For five days, starting at sunrise, finishing at sunset, he’d laid every charge — explosives strategically positioned to ensure the structure collapsed inwards, the domes falling neatly on top of themselves. Far from demolition being chaotic, there was order and precision to his craft and he was proud of his particular skill. This building presented a unique challenge. It wasn’t a moral question but an intellectual test. With a bell tower and five golden cupolas, the largest of which was supported on a tabernacle eighty meters high, today’s controlled, successful demolition would be a fitting conclusion to his career. After this, he’d been promised an early retirement. There’d even been talk about him receiving the Order of Lenin, payment for a job no one else wanted to do.

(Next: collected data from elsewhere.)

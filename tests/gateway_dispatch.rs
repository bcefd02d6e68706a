//! Dispatch-order and cancellation behavior, driven through stub backends
//! registered in place of the configured ones.

use std::sync::{Arc, Mutex};
use std::time::{Duration, Instant};

use async_trait::async_trait;
use axum::body::{to_bytes, Body};
use axum::http::{Request, StatusCode};
use serde_json::{json, Value};
use tokio::sync::Notify;
use tower::util::ServiceExt;

use switchyard::backend::{Backend, BackendResult, ExecContext, HealthProbe};
use switchyard::types::{now_millis, BackendKind, RequestRecord, TokenUsage};
use switchyard::{Gateway, GatewayConfig};

fn config(dir: &std::path::Path, concurrency: usize) -> GatewayConfig {
    serde_json::from_value(json!({
        "providers": [{
            "name": "P",
            "backend_type": "cli",
            "command": "true",
            "concurrency": concurrency,
            "timeout_s": 30,
        }],
        "retry": {"enabled": false},
        "cache": {"enabled": false},
        "rate_limit": {"default_rpm": 60000, "burst": 10000, "global_rpm": 600000},
        "queue": {"max_depth": 100, "skip_ahead": 8},
        "storage": {"path": dir.join("gateway.sqlite")},
        "workers": 2
    }))
    .expect("config json")
}

async fn launch_with(
    config: GatewayConfig,
    backend: Arc<dyn Backend>,
) -> (Arc<Gateway>, axum::Router) {
    let mut gateway = Gateway::new(config).await.expect("gateway");
    assert!(gateway.register_backend("P", backend));
    let gateway = Arc::new(gateway);
    gateway.start().await.expect("start");
    let app = switchyard::http::router(Arc::clone(&gateway));
    (gateway, app)
}

async fn post_json(app: &axum::Router, uri: &str, body: Value) -> (StatusCode, Value) {
    let request = Request::builder()
        .method("POST")
        .uri(uri)
        .header("content-type", "application/json")
        .body(Body::from(body.to_string()))
        .expect("request");
    let response = app.clone().oneshot(request).await.expect("response");
    let status = response.status();
    let bytes = to_bytes(response.into_body(), usize::MAX).await.expect("body");
    (status, serde_json::from_slice(&bytes).expect("json"))
}

async fn delete(app: &axum::Router, uri: &str) -> (StatusCode, Value) {
    let request = Request::builder()
        .method("DELETE")
        .uri(uri)
        .body(Body::empty())
        .expect("request");
    let response = app.clone().oneshot(request).await.expect("response");
    let status = response.status();
    let bytes = to_bytes(response.into_body(), usize::MAX).await.expect("body");
    (status, serde_json::from_slice(&bytes).expect("json"))
}

async fn wait_until(timeout: Duration, mut check: impl FnMut() -> bool) -> bool {
    let deadline = Instant::now() + timeout;
    while Instant::now() < deadline {
        if check() {
            return true;
        }
        tokio::time::sleep(Duration::from_millis(20)).await;
    }
    check()
}

async fn wait_for_status(
    gateway: &Arc<Gateway>,
    id: &str,
    timeout: Duration,
    predicate: impl Fn(switchyard::RequestStatus) -> bool,
) -> bool {
    let deadline = Instant::now() + timeout;
    while Instant::now() < deadline {
        if let Ok(Some(request)) = gateway.store.get_request(id).await {
            if predicate(request.status) {
                return true;
            }
        }
        tokio::time::sleep(Duration::from_millis(20)).await;
    }
    false
}

/// Records dispatch order; the first call blocks until released so the
/// queue can fill behind it.
struct GatedBackend {
    order: Mutex<Vec<String>>,
    gate: Notify,
}

impl GatedBackend {
    fn new() -> Arc<Self> {
        Arc::new(Self {
            order: Mutex::new(Vec::new()),
            gate: Notify::new(),
        })
    }

    fn order(&self) -> Vec<String> {
        self.order.lock().expect("order lock").clone()
    }
}

#[async_trait]
impl Backend for GatedBackend {
    async fn execute(&self, request: &RequestRecord, _ctx: &ExecContext) -> BackendResult {
        let first = {
            let mut order = self.order.lock().expect("order lock");
            order.push(request.prompt.clone());
            order.len() == 1
        };
        if first {
            self.gate.notified().await;
        }
        BackendResult::Success {
            text: "done".to_string(),
            thinking: None,
            tokens: TokenUsage::new(1, 1),
            cost_usd: 0.0,
        }
    }

    async fn health_check(&self, _ctx: &ExecContext) -> HealthProbe {
        HealthProbe::Ok
    }

    fn kind(&self) -> BackendKind {
        BackendKind::Cli
    }
}

#[tokio::test]
async fn high_priority_requests_jump_the_queue() {
    let dir = tempfile::tempdir().expect("tempdir");
    let backend = GatedBackend::new();
    let (_gateway, app) = launch_with(config(dir.path(), 1), backend.clone()).await;

    // Occupy the single provider slot.
    let (status, _) = post_json(
        &app,
        "/api/submit",
        json!({"provider": "P", "message": "blocker", "priority": 1}),
    )
    .await;
    assert_eq!(status, StatusCode::ACCEPTED);
    assert!(
        wait_until(Duration::from_secs(2), || backend.order().len() == 1).await,
        "first request was never dispatched"
    );

    for i in 0..9 {
        let (status, _) = post_json(
            &app,
            "/api/submit",
            json!({"provider": "P", "message": format!("low-{i}"), "priority": 1}),
        )
        .await;
        assert_eq!(status, StatusCode::ACCEPTED);
    }
    let (status, _) = post_json(
        &app,
        "/api/submit",
        json!({"provider": "P", "message": "urgent", "priority": 100}),
    )
    .await;
    assert_eq!(status, StatusCode::ACCEPTED);

    tokio::time::sleep(Duration::from_millis(50)).await;
    backend.gate.notify_one();

    assert!(
        wait_until(Duration::from_secs(2), || backend.order().len() >= 2).await,
        "no second dispatch happened"
    );
    assert_eq!(backend.order()[1], "urgent");
}

/// Sleeps well past any test deadline and deliberately ignores the cancel
/// signal, exercising the forced-termination path.
struct StubbornBackend;

#[async_trait]
impl Backend for StubbornBackend {
    async fn execute(&self, _request: &RequestRecord, _ctx: &ExecContext) -> BackendResult {
        tokio::time::sleep(Duration::from_secs(10)).await;
        BackendResult::Success {
            text: "too late".to_string(),
            thinking: None,
            tokens: TokenUsage::new(1, 1),
            cost_usd: 0.0,
        }
    }

    async fn health_check(&self, _ctx: &ExecContext) -> HealthProbe {
        HealthProbe::Ok
    }

    fn kind(&self) -> BackendKind {
        BackendKind::Cli
    }
}

#[tokio::test]
async fn cancelling_a_processing_request_lands_within_the_grace_window() {
    let dir = tempfile::tempdir().expect("tempdir");
    let (gateway, app) = launch_with(config(dir.path(), 1), Arc::new(StubbornBackend)).await;

    let (status, body) = post_json(
        &app,
        "/api/submit",
        json!({"provider": "P", "message": "slow"}),
    )
    .await;
    assert_eq!(status, StatusCode::ACCEPTED);
    let id = body["data"]["request_id"].as_str().expect("id").to_string();

    let processing = wait_for_status(&gateway, &id, Duration::from_secs(2), |status| {
        status == switchyard::RequestStatus::Processing
    })
    .await;
    assert!(processing, "request never reached processing");

    let cancelled_at = Instant::now();
    let (status, _) = delete(&app, &format!("/api/request/{id}")).await;
    assert_eq!(status, StatusCode::OK);

    let mut final_status = None;
    while Instant::now() < cancelled_at + Duration::from_millis(2500) {
        let request = gateway
            .store
            .get_request(&id)
            .await
            .expect("get")
            .expect("request");
        if request.status.is_terminal() {
            final_status = Some(request.status);
            break;
        }
        tokio::time::sleep(Duration::from_millis(50)).await;
    }
    assert_eq!(final_status, Some(switchyard::RequestStatus::Cancelled));

    // Cancelling an already-terminal request conflicts.
    let (status, body) = delete(&app, &format!("/api/request/{id}")).await;
    assert_eq!(status, StatusCode::CONFLICT);
    assert_eq!(body["error"]["code"], "conflict");

    let response = gateway
        .store
        .get_response(&id)
        .await
        .expect("get")
        .expect("response");
    assert_eq!(response.error_kind, Some(switchyard::ErrorKind::Cancelled));
}

#[tokio::test]
async fn immediate_cancel_lands_within_the_grace_window() {
    let dir = tempfile::tempdir().expect("tempdir");
    let (gateway, app) = launch_with(config(dir.path(), 1), Arc::new(StubbornBackend)).await;

    // No polling between submit and cancel: this lands in whatever moment
    // of the pickup handoff the scheduler produces, and must still win.
    let (status, body) = post_json(
        &app,
        "/api/submit",
        json!({"provider": "P", "message": "doomed"}),
    )
    .await;
    assert_eq!(status, StatusCode::ACCEPTED);
    let id = body["data"]["request_id"].as_str().expect("id").to_string();

    let (status, _) = delete(&app, &format!("/api/request/{id}")).await;
    assert_eq!(status, StatusCode::OK);

    let cancelled = wait_for_status(&gateway, &id, Duration::from_millis(2500), |status| {
        status == switchyard::RequestStatus::Cancelled
    })
    .await;
    assert!(cancelled, "cancel was acknowledged but never took effect");
}

#[tokio::test]
async fn cancel_settles_a_processing_request_with_no_live_worker() {
    let dir = tempfile::tempdir().expect("tempdir");
    let (gateway, _app) = launch_with(config(dir.path(), 1), Arc::new(StubbornBackend)).await;

    // A processing row with no worker token, as a crashed worker task
    // would leave behind. It is never enqueued, so nothing picks it up.
    let now = now_millis();
    let orphan = RequestRecord {
        id: "req-orphan".to_string(),
        provider: "P".to_string(),
        model: None,
        agent: None,
        prompt: "stranded".to_string(),
        priority: 0,
        status: switchyard::RequestStatus::Queued,
        attempts: 1,
        fingerprint: "fp-orphan".to_string(),
        bypass_cache: false,
        api_key_id: None,
        parent_id: None,
        worker: None,
        submitted_at_ms: now,
        deadline_ms: now + 60_000,
        updated_at_ms: now,
    };
    gateway.store.put_request(&orphan).await.expect("put");
    gateway
        .store
        .mark_processing("req-orphan", 9)
        .await
        .expect("processing");

    let outcome = gateway.cancel("req-orphan").await.expect("cancel");
    assert_eq!(outcome, switchyard::CancelOutcome::Removed);

    let stored = gateway
        .store
        .get_request("req-orphan")
        .await
        .expect("get")
        .expect("request");
    assert_eq!(stored.status, switchyard::RequestStatus::Cancelled);
    let response = gateway
        .store
        .get_response("req-orphan")
        .await
        .expect("get")
        .expect("response");
    assert_eq!(response.error_kind, Some(switchyard::ErrorKind::Cancelled));

    assert!(matches!(
        gateway.cancel("req-orphan").await,
        Err(switchyard::GatewayError::TerminalConflict { .. })
    ));
}

#[tokio::test]
async fn cancelling_a_queued_request_removes_it_before_dispatch() {
    let dir = tempfile::tempdir().expect("tempdir");
    let backend = GatedBackend::new();
    let (gateway, app) = launch_with(config(dir.path(), 1), backend.clone()).await;

    let (_, first) = post_json(
        &app,
        "/api/submit",
        json!({"provider": "P", "message": "blocker"}),
    )
    .await;
    let blocker = first["data"]["request_id"].as_str().expect("id").to_string();
    assert!(wait_until(Duration::from_secs(2), || backend.order().len() == 1).await);

    let (_, second) = post_json(
        &app,
        "/api/submit",
        json!({"provider": "P", "message": "victim"}),
    )
    .await;
    let victim = second["data"]["request_id"].as_str().expect("id").to_string();

    let (status, _) = delete(&app, &format!("/api/request/{victim}")).await;
    assert_eq!(status, StatusCode::OK);
    let stored = gateway
        .store
        .get_request(&victim)
        .await
        .expect("get")
        .expect("request");
    assert_eq!(stored.status, switchyard::RequestStatus::Cancelled);

    backend.gate.notify_one();
    assert!(
        wait_for_status(&gateway, &blocker, Duration::from_secs(2), |status| status
            .is_terminal())
        .await
    );
    // The cancelled request was never handed to the backend.
    assert!(!backend.order().contains(&"victim".to_string()));
}

#[tokio::test]
async fn provider_concurrency_cap_bounds_in_flight_work() {
    let dir = tempfile::tempdir().expect("tempdir");
    let backend = GatedBackend::new();
    let (gateway, app) = launch_with(config(dir.path(), 1), backend.clone()).await;

    for i in 0..3 {
        post_json(
            &app,
            "/api/submit",
            json!({"provider": "P", "message": format!("m-{i}")}),
        )
        .await;
    }
    assert!(wait_until(Duration::from_secs(2), || backend.order().len() == 1).await);
    // With a cap of one and the first call blocked, nothing else dispatches.
    tokio::time::sleep(Duration::from_millis(200)).await;
    assert_eq!(backend.order().len(), 1);
    let handle = gateway.provider_handle("P").expect("handle");
    assert_eq!(handle.in_flight(), 1);

    backend.gate.notify_one();
    assert!(wait_until(Duration::from_secs(3), || backend.order().len() == 3).await);
}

He shook his head. He shouldn’t be here. He shouldn’t be doing this. He should’ve feigned sickness. He should’ve forced someone else to lay the final charge. This was no job for a hero. But the dangers of avoiding work were far greater, far more real than some superstitious notion that this work might be cursed. He had his family to protect — a wife, a daughter — and he loved them very much.

* * *

LAZAR STOOD AMONG THE CROWD, held back from the perimeter of the Church of Sancta Sophia at a precautionary distance of a hundred meters, his solemnity contrasting with the excitement and chatter of those around him. He decided that they were the kind of crowd that might have attended a public execution, not out of principle, but just for the spectacle, just for something to do. There was a festive atmosphere, conversations bubbling with anticipation. Children bounced on their fathers’ shoulders, impatient for something to happen. A church was not enough for them: the church needed to collapse for them to be entertained.